Скрытые корни русской революции - страница 5
Его сестра, Надежда Судзиловская, тоже очень рано покинула круг революционной молодежи – не потому, что ей грозили преследования, а из-за страха перед той ношей, которую пришлось бы взвалить на себя, решившись трудиться на благо других. Точно не помню, но кажется, она даже не окончила акушерских курсов. Она вышла замуж за студента, не пожелавшего участвовать в деятельности, не обещавшей никакой уверенности в завтрашнем дне.
Шпейер и Венецкий также пробыли с нами недолго. Венецкий стал храбрым и опытным военным врачом и отличился во время Русско-турецкой войны 1875 г. В 1878 г. он был свидетелем на «Процессе 193-х».

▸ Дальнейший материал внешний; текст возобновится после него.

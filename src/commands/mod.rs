pub mod day;
pub mod event;
pub mod feed;
pub mod month;
pub mod routine;
pub mod watch;

use std::sync::Arc;

use anyhow::Result;
use chrono::{Local, NaiveDate};
use daybook_core::feed::FeedSnapshot;
use daybook_core::input::parse_date;
use daybook_core::{Daybook, Occurrence};
use owo_colors::OwoColorize;

use crate::render::Render;
use crate::utils::tui::create_spinner;

/// Run one fetch cycle behind a spinner.
pub async fn refresh_feeds(daybook: &Daybook) -> Result<Arc<FeedSnapshot>> {
    let timeout = daybook.config().fetch_timeout()?;

    let spinner = create_spinner("Fetching feeds");
    let snapshot = daybook.feeds().fetch_all(timeout).await;
    spinner.finish_and_clear();

    Ok(snapshot)
}

/// Parse an optional YYYY-MM-DD argument, defaulting to today.
pub fn date_or_today(date: Option<&str>) -> Result<NaiveDate> {
    match date {
        Some(date) => Ok(parse_date(date)?),
        None => Ok(Local::now().date_naive()),
    }
}

pub fn print_day(date: NaiveDate, occurrences: &[Occurrence]) {
    println!("{}", date.format("%A, %B %-d %Y").bold());

    if occurrences.is_empty() {
        println!("   {}", "No events".dimmed());
        return;
    }

    for occurrence in occurrences {
        println!("   {}", occurrence.render().replace('\n', "\n   "));
    }
}
//! ICS feed parsing using the icalendar crate's parser.

use std::collections::HashMap;

use chrono::{NaiveDate, NaiveDateTime, TimeZone, Timelike};
use icalendar::{
    CalendarDateTime, DatePerhapsTime,
    parser::{Component, read_calendar, unfold},
};
use once_cell::sync::Lazy;
use regex::Regex;
use tracing::debug;

use crate::error::{DaybookError, DaybookResult};
use crate::occurrence::{Occurrence, OccurrenceMeta, Source, TimeOfDay};

static URL_RE: Lazy<Regex> = Lazy::new(|| Regex::new(r"https?://\S+").expect("valid url regex"));

const UNTITLED: &str = "Untitled event";

/// Parse a whole feed body into occurrences.
///
/// `feed_index` is the position of the feed in the source list and becomes
/// part of every occurrence id. Start times carrying a zone are converted to
/// `local`; floating times are taken as local wall-clock values.
///
/// Components without a usable DTSTART are skipped. A body that is not an
/// iCalendar document is an error.
pub fn parse_feed<Tz: TimeZone>(
    content: &str,
    feed_index: usize,
    feed_url: &str,
    local: &Tz,
) -> DaybookResult<Vec<Occurrence>> {
    if !is_calendar_document(content) {
        return Err(DaybookError::Fetch(format!(
            "{feed_url} did not return an iCalendar document"
        )));
    }

    let unfolded = unfold(content);

    let calendar = read_calendar(&unfolded)
        .map_err(|e| DaybookError::Fetch(format!("Could not parse {feed_url}: {e}")))?;

    let mut vevents = Vec::new();
    collect_vevents(&calendar.components, &mut vevents);

    let mut seen_uids: HashMap<String, usize> = HashMap::new();
    let mut occurrences = Vec::with_capacity(vevents.len());
    let mut skipped = 0;

    for (position, vevent) in vevents.into_iter().enumerate() {
        let Some(start) = vevent
            .find_prop("DTSTART")
            .and_then(|p| DatePerhapsTime::try_from(p).ok())
        else {
            skipped += 1;
            continue;
        };
        let (date, time) = resolve_start(start, local);

        let uid = vevent
            .find_prop("UID")
            .map(|p| p.val.to_string())
            .filter(|uid| !uid.trim().is_empty())
            .unwrap_or_else(|| format!("u{feed_index}-{position}"));

        // Recurrence overrides reuse their master's UID
        let copies = seen_uids.entry(uid.clone()).or_insert(0);
        let id = if *copies == 0 {
            format!("feed:{feed_index}:{uid}")
        } else {
            format!("feed:{feed_index}:{uid}:{copies}")
        };
        *copies += 1;

        let title = vevent
            .find_prop("SUMMARY")
            .map(|p| unescape_text(p.val.as_ref()))
            .filter(|s| !s.trim().is_empty())
            .unwrap_or_else(|| UNTITLED.to_string());

        occurrences.push(Occurrence {
            id,
            title,
            date,
            time,
            source: Source::Feed,
            meta: OccurrenceMeta {
                link: find_link(vevent),
                feed: Some(feed_url.to_string()),
                ..OccurrenceMeta::default()
            },
        });
    }

    if skipped > 0 {
        debug!(feed = feed_url, skipped, "skipped events without a start date");
    }

    Ok(occurrences)
}

fn is_calendar_document(content: &str) -> bool {
    const HEADER: &str = "BEGIN:VCALENDAR";

    content
        .trim_start_matches('\u{feff}')
        .trim_start()
        .get(..HEADER.len())
        .is_some_and(|prefix| prefix.eq_ignore_ascii_case(HEADER))
}

fn collect_vevents<'c, 'a>(components: &'c [Component<'a>], out: &mut Vec<&'c Component<'a>>) {
    for component in components {
        if component.name.as_ref().eq_ignore_ascii_case("VEVENT") {
            out.push(component);
        }
        collect_vevents(&component.components, out);
    }
}

/// Resolve a DTSTART into a local date and optional time of day.
fn resolve_start<Tz: TimeZone>(start: DatePerhapsTime, local: &Tz) -> (NaiveDate, Option<TimeOfDay>) {
    match start {
        DatePerhapsTime::Date(date) => (date, None),
        DatePerhapsTime::DateTime(cal_dt) => match cal_dt {
            CalendarDateTime::Floating(naive) => wall_clock(naive),
            CalendarDateTime::Utc(dt) => wall_clock(dt.with_timezone(local).naive_local()),
            CalendarDateTime::WithTimezone { date_time, tzid } => {
                // Unknown zone ids (custom VTIMEZONE names) are read as floating
                let zoned = tzid
                    .parse::<chrono_tz::Tz>()
                    .ok()
                    .and_then(|zone| zone.from_local_datetime(&date_time).earliest());
                match zoned {
                    Some(dt) => wall_clock(dt.with_timezone(local).naive_local()),
                    None => wall_clock(date_time),
                }
            }
        },
    }
}

fn wall_clock(naive: NaiveDateTime) -> (NaiveDate, Option<TimeOfDay>) {
    (
        naive.date(),
        TimeOfDay::new(naive.hour() as u8, naive.minute() as u8),
    )
}

/// The URL property if present, otherwise the first http(s) URL in the
/// description.
fn find_link(vevent: &Component<'_>) -> Option<String> {
    if let Some(url) = vevent.find_prop("URL") {
        let url = url.val.as_ref().trim();
        if !url.is_empty() {
            return Some(url.to_string());
        }
    }

    let description = unescape_text(vevent.find_prop("DESCRIPTION")?.val.as_ref());
    URL_RE
        .find(&description)
        .map(|m| m.as_str().to_string())
}

/// Undo RFC 5545 TEXT escaping.
fn unescape_text(value: &str) -> String {
    let mut out = String::with_capacity(value.len());
    let mut chars = value.chars();

    while let Some(c) = chars.next() {
        if c != '\\' {
            out.push(c);
            continue;
        }
        match chars.next() {
            Some('n') | Some('N') => out.push('\n'),
            Some(other) => out.push(other),
            None => out.push('\\'),
        }
    }
    out
}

Фишера арестовали и судили вместе со всеми нами, но освободили из-под стражи. Позже он много лет был сельским врачом в Вологодской губернии и прославился своей общественной деятельностью.
Меня с сестрой, Ольгой Константиновной Ивановой, связывали узы величайшей дружбы. Она была душой и телом предана общему делу и служила ему всем, чем могла, но, прожив несколько месяцев в нашей коммуне, заболела и умерла. Она посещала акушерские курсы при университете Св. Владимира, и все ее бумаги хранились в канцелярии ректора университета, Бунге,[6] исключительно честного человека и будущего министра финансов. В то время, как и во все периоды конспиративной деятельности, революционеры старались раздобыть подлинные документы и паспорта, поскольку многим приходилось прятаться и жить под вымышленными именами. В тот момент в таких документах нуждалась некая Е. Ширмер, и я попросила Бунге отдать мне документы моей покойной сестры. Подобная просьба была необычна, но я получила их ценой некоторых хлопот и даже уловок.
Позже это привело к серьезной проблеме, когда многие из нас были арестованы и содержались в различных полицейских участках, и жандармы на одном из допросов в участке пытались выяснить адрес и образ жизни Ольги Ивановой у Сергея Филипповича Ковалика.[7]
«Зачем вам понадобилась Ольга Иванова? – спросил он. – Она давно умерла».
Жандармы были поражены, так как, согласно их бумагам, Ольга Иванова находилась под стражей. Личность арестованных не вызывала никаких подозрений. Но Ковалик:, не разобравшись в ситуации, снова и снова утверждал, что она мертва, и жандармы, проведя расследование, убедились, что он прав. Четыре года спустя, как раз перед судом над нами, когда нас содержали в Петропавловской крепости, Ковалик сообщил мне об этом случае, стуча пальцами по оконной решетке. «Больше я не дал никаких показаний, – закончил он свой рассказ, – но и этого хватило, чтобы нанести ущерб делу».
Ковалик был и остается таким интересным человеком, что умолчать о нем невозможно. Позже я расскажу о нем более подробно.
Из первых обитателей нашего подвала самым выдающимся человеком, вследствие своих нравственных качеств, была Мария Александровна Коленкина, подруга моей сестры Ольги по курсам. Прежде я не встречала никого, более решительного и упорного в исполнении принятого решения. Ей превосходно удавалось все, что она начинала, но, будучи сдержанной и скромной, она оставалась в тени более шумных, самодовольных молодых людей, и лишь те, кому довелось участвовать вместе с ней в серьезных делах, могли ее полностью оценить. Она была одна из тех редких личностей, которые обязаны своим совершенством исключительно природным дарованиям и собственным усилиям с целью еще выше подняться по лестнице морального совершенствования.
В двадцатилетнем возрасте она приехала в Киев из Темрюка, маленького городка на Азовском море. Она происходила из небогатой купеческой семьи и получила домашнее образование. Изучая лучших русских писателей, она в совершенстве овладела родным языком, а чтение Некрасова, которого она знала наизусть, развило в ней страстное желание учиться дальше, чтобы служить людям.
Мария Александровна в то время была женщиной среднего роста, изящно сложенной, с правильными чертами лица и волнистыми золотистыми волосами. Она была весьма привлекательной, но притом очень замкнутой. Никогда, ни в шутку ни всерьез, она ни на кого не нападала первой, хотя всегда незамедлительно отвечала на любую шутку или замечание товарищей в ее адрес. Она навсегда присоединилась к нашим революционным кругам и сначала была энергичной и видной работницей, но впоследствии судебные процессы и тяжелые болезни сильно измотали ее. Она отличалась непоколебимым сочувствием к правому делу и неизменной ненавистью к жестокости и несправедливости. Я лично очень часто встречалась с этой выдающейся женщиной.